APCO & SPSA Align

16 March 2026

Australia’s soft‑plastics landscape is finally showing signs of the coordination industry has been calling for – and this new APCO-SPSA partnership feels like a quiet but meaningful reset.

A system that’s been fragmented is starting to align.

For years, soft‑plastics recycling has been defined by good intentions but scattered execution: inconsistent collection, unclear design signals, and a heavy administrative load for brands trying to do the right thing. The announcement that APCO and Soft Plastics Stewardship Australia are formally linking their roles marks a shift toward something the sector has lacked — a single, coherent pathway. By connecting SPSA’s scheme delivery with APCO’s established stewardship infrastructure, the partnership aims to remove duplication, streamline reporting, and give businesses a clearer sense of what participation actually looks like as capacity scales. It’s a practical move, but also a symbolic one: an acknowledgement that industry needs simplicity, not another layer of complexity.
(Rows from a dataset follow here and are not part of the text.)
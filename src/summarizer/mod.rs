pub mod client;
pub mod engine;

pub use client::InferenceClient;
pub use engine::{DecodingParams, SummaryEngine, SummaryOutcome, MAX_INPUT_LEN};

use thiserror::Error;

#[derive(Error, Debug)]
pub enum SummarizerError {
    #[error("Summarization engine is not running. Please start the inference server first.")]
    NotRunning,

    #[error("Model not found: {0}")]
    ModelNotFound(String),

    #[error("Model is still loading, try again in a moment")]
    ModelLoading,

    #[error("Request failed: {0}")]
    RequestFailed(String),

    #[error("Invalid response: {0}")]
    InvalidResponse(String),

    #[error("Nothing to summarize")]
    EmptyInput,
}
pub mod engine;
pub mod summarize;

pub use engine::*;
pub use summarize::*;
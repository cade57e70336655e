mod commands;
mod summarizer;

use commands::SummarizerState;
use tauri::Manager;

#[cfg_attr(mobile, tauri::mobile_entry_point)]
pub fn run() {
    env_logger::init();

    tauri::Builder::default()
        .setup(|app| {
            app.manage(SummarizerState::default());
            Ok(())
        })
        .invoke_handler(tauri::generate_handler![
            commands::summarize_text,
            commands::is_summarizing,
            commands::get_engine_status,
            commands::warm_up_engine,
        ])
        .run(tauri::generate_context!())
        .expect("error while running tauri application");
}
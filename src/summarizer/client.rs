use serde::{Deserialize, Serialize};

use super::SummarizerError;

const DEFAULT_BASE_URL: &str = "http://localhost:8090";
const DEFAULT_MODEL: &str = "facebook/bart-large-cnn";

#[derive(Debug, Serialize)]
struct SummarizationRequest<'a> {
    inputs: &'a str,
    parameters: SummarizationParameters,
    options: InferenceOptions,
}

#[derive(Debug, Serialize)]
struct SummarizationParameters {
    max_length: u32,
    min_length: u32,
    do_sample: bool,
}

#[derive(Debug, Serialize)]
struct InferenceOptions {
    wait_for_model: bool,
    use_cache: bool,
}

#[derive(Debug, Deserialize)]
struct SummarizationOutput {
    summary_text: String,
}

pub struct InferenceClient {
    client: reqwest::Client,
    base_url: String,
    model: String,
}

impl InferenceClient {
    pub fn new() -> Self {
        Self::with_base_url(DEFAULT_BASE_URL.to_string(), DEFAULT_MODEL.to_string())
    }

    pub fn with_base_url(base_url: String, model: String) -> Self {
        Self {
            client: reqwest::Client::new(),
            base_url,
            model,
        }
    }

    pub fn model(&self) -> &str {
        &self.model
    }

    /// Check if the inference server is running
    pub async fn is_running(&self) -> bool {
        match self.client.get(&self.base_url).send().await {
            Ok(resp) => resp.status().is_success(),
            Err(_) => false,
        }
    }

    /// Force the model weights resident on the server.
    ///
    /// The server loads a model on first use; this sends a minimal request
    /// with `wait_for_model` set and blocks until loading completes.
    pub async fn load_model(&self) -> Result<(), SummarizerError> {
        self.request("Ready.", 2, 1, false, true).await.map(|_| ())
    }

    /// Summarize `text` with the given decoding parameters
    pub async fn summarize(
        &self,
        text: &str,
        max_length: u32,
        min_length: u32,
        do_sample: bool,
    ) -> Result<String, SummarizerError> {
        log::debug!("requesting summary for {} chars", text.len());
        self.request(text, max_length, min_length, do_sample, false)
            .await
    }

    async fn request(
        &self,
        text: &str,
        max_length: u32,
        min_length: u32,
        do_sample: bool,
        wait_for_model: bool,
    ) -> Result<String, SummarizerError> {
        let url = format!("{}/models/{}", self.base_url, self.model);

        let request = build_request(text, max_length, min_length, do_sample, wait_for_model);

        let response = self
            .client
            .post(&url)
            .json(&request)
            .send()
            .await
            .map_err(|e| {
                if e.is_connect() {
                    SummarizerError::NotRunning
                } else {
                    SummarizerError::RequestFailed(e.to_string())
                }
            })?;

        match response.status().as_u16() {
            404 => return Err(SummarizerError::ModelNotFound(self.model.clone())),
            503 => return Err(SummarizerError::ModelLoading),
            _ => {}
        }

        if !response.status().is_success() {
            let status = response.status();
            let body = response.text().await.unwrap_or_default();
            return Err(SummarizerError::RequestFailed(format!(
                "Status: {}, Body: {}",
                status, body
            )));
        }

        let outputs: Vec<SummarizationOutput> = response
            .json()
            .await
            .map_err(|e| SummarizerError::InvalidResponse(e.to_string()))?;

        first_summary(outputs)
    }
}

impl Default for InferenceClient {
    fn default() -> Self {
        Self::new()
    }
}

fn build_request(
    text: &str,
    max_length: u32,
    min_length: u32,
    do_sample: bool,
    wait_for_model: bool,
) -> SummarizationRequest<'_> {
    SummarizationRequest {
        inputs: text,
        parameters: SummarizationParameters {
            max_length,
            min_length,
            do_sample,
        },
        options: InferenceOptions {
            wait_for_model,
            use_cache: true,
        },
    }
}

fn first_summary(outputs: Vec<SummarizationOutput>) -> Result<String, SummarizerError> {
    outputs
        .into_iter()
        .next()
        .map(|o| o.summary_text)
        .ok_or_else(|| SummarizerError::InvalidResponse("empty result array".to_string()))
}
use std::sync::atomic::{AtomicBool, Ordering};
use std::sync::Arc;

use serde::{Deserialize, Serialize};
use tauri::State;

use crate::summarizer::SummaryEngine;

pub struct SummarizerState {
    pub engine: Arc<SummaryEngine>,
    pub is_summarizing: AtomicBool,
}

impl Default for SummarizerState {
    fn default() -> Self {
        Self {
            engine: Arc::new(SummaryEngine::new()),
            is_summarizing: AtomicBool::new(false),
        }
    }
}

#[derive(Debug, Serialize, Deserialize)]
pub struct SummaryResponse {
    pub summary: String,
    pub truncated: bool,
}

/// Blank input never reaches the engine.
fn is_blank(text: &str) -> bool {
    text.trim().is_empty()
}

/// Summarize the text pasted into the shell
#[tauri::command]
pub async fn summarize_text(
    text: String,
    state: State<'_, SummarizerState>,
) -> Result<SummaryResponse, String> {
    if is_blank(&text) {
        return Err("Please enter some text to summarize.".to_string());
    }

    // Check if already summarizing
    if state.is_summarizing.swap(true, Ordering::SeqCst) {
        return Err("Already summarizing".to_string());
    }

    // Ensure we reset the flag when done
    let _guard = scopeguard::guard((), |_| {
        state.is_summarizing.store(false, Ordering::SeqCst);
    });

    let outcome = state
        .engine
        .summarize(&text)
        .await
        .map_err(|e| e.to_string())?;

    Ok(SummaryResponse {
        summary: outcome.summary,
        truncated: outcome.truncated,
    })
}

/// Check if a summary is currently being generated
#[tauri::command]
pub fn is_summarizing(state: State<'_, SummarizerState>) -> bool {
    state.is_summarizing.load(Ordering::SeqCst)
}

#[cfg(test)]
mod tests {
    use super::*;

    #[test]
    fn test_empty_input_is_blank() {
        assert!(is_blank(""));
    }

    #[test]
    fn test_whitespace_input_is_blank() {
        assert!(is_blank("   "));
        assert!(is_blank(" \n\t "));
    }

    #[test]
    fn test_real_input_is_not_blank() {
        assert!(!is_blank("A 500-word news article."));
    }

    #[test]
    fn test_response_payload_shape() {
        let response = SummaryResponse {
            summary: "A short summary.".to_string(),
            truncated: true,
        };
        let value = serde_json::to_value(&response).unwrap();
        assert_eq!(value["summary"], "A short summary.");
        assert_eq!(value["truncated"], true);
    }
}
A more credible, workable model for industry

Both organisations are framing this as a response to what brands and retailers have been asking for: credibility, consistency and confidence. Chris Foley’s emphasis on a stewardship model that is “credible, workable and easier for industry to engage with” speaks directly to the fatigue many businesses feel. Barry Cosier’s focus on aligning packaging design, labelling, collection and recycling infrastructure reinforces a truth the sector knows well — recycling systems only function when every part of the chain moves together. This partnership doesn’t solve the capacity challenge overnight, but it does create the governance backbone needed for a national system to mature.

What this signals for the next phase

APCO will take the lead on scheme administration and packaging guidance, while SPSA continues building the physical collection and recycling network. For industry, that means fewer reporting burdens, clearer design signals, and more transparent data — all essential for planning ahead of FY27. The upcoming invitation‑only roadshows in Sydney and Melbourne will likely set expectations for how participation will work as the scheme expands. For many businesses, this will be the first real opportunity to understand what a coordinated national model could mean in practice.

After a turbulent period for soft‑plastics recycling in Australia, this partnership feels like a step toward rebuilding confidence — not through grand announcements, but through the kind of operational alignment that actually makes systems work.